Alto potencial ofensivo
Segundo a Polícia Federal, uma organização criminosa de “alta potencialidade ofensiva” atuou a partir da estrutura da Agência Brasileira de Inteligência (Abin), empregando de forma clandestina recursos humanos, financeiros e tecnológicos da instituição para interesses próprios e ilegais.
De acordo com o relatório, as ações eram “controladas pelos altos gestores da ABIN”, que se valiam da hierarquia interna para evitar o envolvimento direto e mascaravam a operação com justificativas de legalidade.
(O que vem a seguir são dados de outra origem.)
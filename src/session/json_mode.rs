//! Best-effort JSON recovery for replies produced in JSON mode.
//!
//! Parsing never fails a turn: when nothing parses the raw text is handed back.

use serde_json::Value;

use super::Reply;

/// Parses the outermost `{ ... }` span of `text`.
///
/// # Examples
///
/// ```
/// use llmanager::session::json_mode::extract_json;
///
/// let value = extract_json("Sure! {\"a\": [1, 2]} Anything else?").unwrap();
/// assert_eq!(value["a"][1], 2);
/// assert!(extract_json("no braces here").is_none());
/// ```
pub fn extract_json(text: &str) -> Option<Value> {
    let start = text.find('{')?;
    let end = text.rfind('}')?;
    if end < start {
        return None;
    }
    serde_json::from_str(&text[start..=end]).ok()
}

/// Reconstructs a JSON object from a reply that continued an opening brace.
///
/// The reply is cut at its last closing brace and re-prefixed with `{`. A reply
/// that repeated the brace itself is handled by falling back to
/// [`extract_json`].
pub fn complete_primed_json(text: &str) -> Option<Value> {
    let end = text.rfind('}')?;
    let body = text[..=end].trim_start();
    serde_json::from_str(&format!("{{{body}"))
        .ok()
        .or_else(|| serde_json::from_str(&format!("{{\"{body}")).ok())
        .or_else(|| extract_json(text))
}

/// Turns a finished reply into [`Reply::Json`] when JSON mode is on and the
/// text parses, otherwise [`Reply::Text`].
pub(crate) fn finish_reply(
    json_mode: bool,
    text: String,
    parse: fn(&str) -> Option<Value>,
) -> Reply<'static> {
    if !json_mode {
        return Reply::Text(text);
    }
    match parse(&text) {
        Some(value) => Reply::Json(value),
        None => {
            tracing::debug!("reply is not valid JSON, returning raw text");
            Reply::Text(text)
        }
    }
}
A PF afirma que houve “uso reiterado de recursos humanos e materiais da Agência Brasileira de Inteligência para fins ilícitos, diversos das finalidades institucionais do órgão”. A apuração identificou a formação de uma “estrutura paralela de inteligência” integrada por policiais federais cedidos e oficiais de inteligência, que aderiram às práticas da organização criminosa.
Segundo os investigadores, o objetivo do grupo era a “manutenção no poder, inclusive pelo rompimento do Estado Democrático”.